2013年12月29日日曜日

歳末風景


 間もなく今年も終わろうとしています。28日の御用納めも土曜だったせいでずいぶんと早くからお休みモードになった上に1月は日曜日が5日なのでとても長い休暇にどこもなるようです。ずいぶんと昔と様子が変わりました。大晦日まで仕事にかけずりまわっていた時代が嘘のように思えます。
  暮れの忙しさは淡々として来てお正月の華やかさも昔より静かです。何十年か前までは、大晦日の賑わいをテレビでは美容院で髪を結う人たちで大忙しの映像が流されていた気がします。結い上がった日本髪で初詣に行く人もありました。
  美容院は朝から目の回る忙しさでした。今は仕事始めにキモノで出勤もなく、お年始に親戚やお世話になっているところに改まって年始のご挨拶に行く人の姿もそう見かけなくなりました。
 どこの家庭も思い思いにのんびり過ごしたり、せいぜい親のところに行くくらいになっています。それらの風習が良い事か、昔のお正月の過ごし方が良かったのかは時代が変わったので何とも言えませんが、少なくとも新しい年を迎えて何か改まるということが極端に少なくなったのは事実です。
  全くの自然体で暮れを迎えてそのままお正月が来るという風です。昔から変わらないのは初詣や年賀状のやりとりぐらいでしょうか、お正月には晴れ着を着るという習慣も薄れて行くようです。
  歳末風景の慌ただしさ、賑やかさはめっきり目に入ってこないのはきっと商店街がさびしくなったせいかしらと思えます。 個人商店はどんどんと減る一方で大型のスーパーに取り込まれてしまうので路上に、人々が行き交いかいものをするという風景が見えて来なくなったのでとても静かに暮れは過ぎて行くのでしょう。

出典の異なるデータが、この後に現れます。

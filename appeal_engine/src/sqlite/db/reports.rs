use chrono::{DateTime, Utc};
use log::debug;
use sqlx::{types::Json, SqliteConnection};

use crate::{
    db_types::{Order, OrderId, OrderStatusType, Report, ReportId, TEMPLATE_VERSION},
    snapshot::ReportSnapshot,
};

/// Returns the report for the order, creating it first if necessary. The `order_id` column is unique, so a
/// concurrent creator simply loses the insert and reads the winner's row.
pub async fn fetch_or_create(order: &Order, conn: &mut SqliteConnection) -> Result<Report, sqlx::Error> {
    let id = ReportId::random();
    let result = sqlx::query(
        r#"
            INSERT INTO reports (id, order_id, user_id, template_version, engine_version, created_at)
            VALUES ($1, $2, $3, $4, $5, $6)
            ON CONFLICT (order_id) DO NOTHING;
        "#,
    )
    .bind(id.as_str())
    .bind(order.id.as_str())
    .bind(&order.user_id)
    .bind(TEMPLATE_VERSION)
    .bind(&order.engine_version)
    .bind(Utc::now())
    .execute(&mut *conn)
    .await?;
    if result.rows_affected() > 0 {
        debug!("🗃️ Report {id} created for order {}", order.id);
    }
    let report =
        sqlx::query_as("SELECT * FROM reports WHERE order_id = $1").bind(order.id.as_str()).fetch_one(conn).await?;
    Ok(report)
}

pub async fn fetch_by_id(id: &ReportId, conn: &mut SqliteConnection) -> Result<Option<Report>, sqlx::Error> {
    let report = sqlx::query_as("SELECT * FROM reports WHERE id = $1").bind(id.as_str()).fetch_optional(conn).await?;
    Ok(report)
}

pub async fn fetch_for_order(order_id: &OrderId, conn: &mut SqliteConnection) -> Result<Option<Report>, sqlx::Error> {
    let report =
        sqlx::query_as("SELECT * FROM reports WHERE order_id = $1").bind(order_id.as_str()).fetch_optional(conn).await?;
    Ok(report)
}

pub async fn increment_attempt(
    id: &ReportId,
    at: DateTime<Utc>,
    conn: &mut SqliteConnection,
) -> Result<Report, sqlx::Error> {
    let report = sqlx::query_as(
        "UPDATE reports SET attempt_count = attempt_count + 1, last_attempt_at = $1 WHERE id = $2 RETURNING *",
    )
    .bind(at)
    .bind(id.as_str())
    .fetch_all(conn)
    .await?
    .pop()
    .ok_or(sqlx::Error::RowNotFound)?;
    Ok(report)
}

pub async fn save_snapshot(
    id: &ReportId,
    snapshot: &ReportSnapshot,
    conn: &mut SqliteConnection,
) -> Result<(), sqlx::Error> {
    sqlx::query("UPDATE reports SET content_snapshot = $1 WHERE id = $2")
        .bind(Json(snapshot))
        .bind(id.as_str())
        .execute(conn)
        .await?;
    Ok(())
}

pub async fn save_artifact(
    id: &ReportId,
    pdf_url: &str,
    generated_at: DateTime<Utc>,
    conn: &mut SqliteConnection,
) -> Result<Report, sqlx::Error> {
    let report = sqlx::query_as(
        "UPDATE reports SET pdf_url = $1, generated_at = $2, last_error = NULL WHERE id = $3 RETURNING *",
    )
    .bind(pdf_url)
    .bind(generated_at)
    .bind(id.as_str())
    .fetch_all(conn)
    .await?
    .pop()
    .ok_or(sqlx::Error::RowNotFound)?;
    Ok(report)
}

pub async fn record_error(id: &ReportId, message: &str, conn: &mut SqliteConnection) -> Result<(), sqlx::Error> {
    sqlx::query("UPDATE reports SET last_error = $1 WHERE id = $2")
        .bind(message)
        .bind(id.as_str())
        .execute(conn)
        .await?;
    Ok(())
}

pub async fn fetch_failed_below_attempts(
    max_attempts: i64,
    conn: &mut SqliteConnection,
) -> Result<Vec<Report>, sqlx::Error> {
    let reports = sqlx::query_as(
        r#"
            SELECT reports.* FROM reports
            JOIN orders ON orders.id = reports.order_id
            WHERE orders.status = $1 AND reports.attempt_count < $2
            ORDER BY reports.last_attempt_at ASC
        "#,
    )
    .bind(OrderStatusType::Failed)
    .bind(max_attempts)
    .fetch_all(conn)
    .await?;
    Ok(reports)
}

  それからこのくれにふと気が付いたのは大きな会社や銀行の前に立派な門松がなくなってしまったなと思う事です。大きなお屋敷や門構えの家の前ではこの時期には鳶の人たちが門松を作り上げて行くのが見られたもので、私はその作業に見とれて暮れの忙しいのに何だか人の家の門松なのに嬉しい気持でながめていたっけと思い出すのです。
 今思うととてもよい風景だったと思います。世の中が段々簡略になって雪ただ印刷された賀正の紙だけ貼るのは返って形式だけが重んじられて心をどこかに忘れてしまったように思えますがどうなのでしょう、子供時代に鳶の親方たちが門松をたてているのをみていると、お正月はもうじきだと感じさせ嬉しいような気分にさせて、わくわくさえもしました。歳末の行事一つ一つが全てお正月を迎えるためのものでした。

  おせちのセットが売られたり家族で海外に出かけたりする世の中になったのには今や普通の風景となりました。子供の頃三が日は外出はしないように、そうしないと一年中出歩いて落ち着かない娘になってしまうからと親に言われたのはなんだったのでしょうか、私はかなり長いこと言いつけを守り娘時代は三が日が済むまでは家に居てそれから外出したのです。お年始に見えるお客も必ずあったので家を空けることなど到底考えられなかったのです。
 その後、お正月は家中で旅行に行く時代になりその過ごし方もあるのだと思えるようになったのはかなり経っての事でした。でも今思えば家族が寄り添いゆっくりと過ごせた三日間も大事な事だったと思います。正月の過ごし方も様々となり、各家庭がそれぞれに過ごす世の中になったのは、自然なのでしょう。
  私なりに過ごす歳末やお正月であろうと、無理せずに行こうと考えています。元気で家族がお正月を迎えられるならばそれで充分と思っています。
 誰でもが良い年を迎えられることを願って今年最後のブログとします。来年もあらた工房をよろしくお願いします。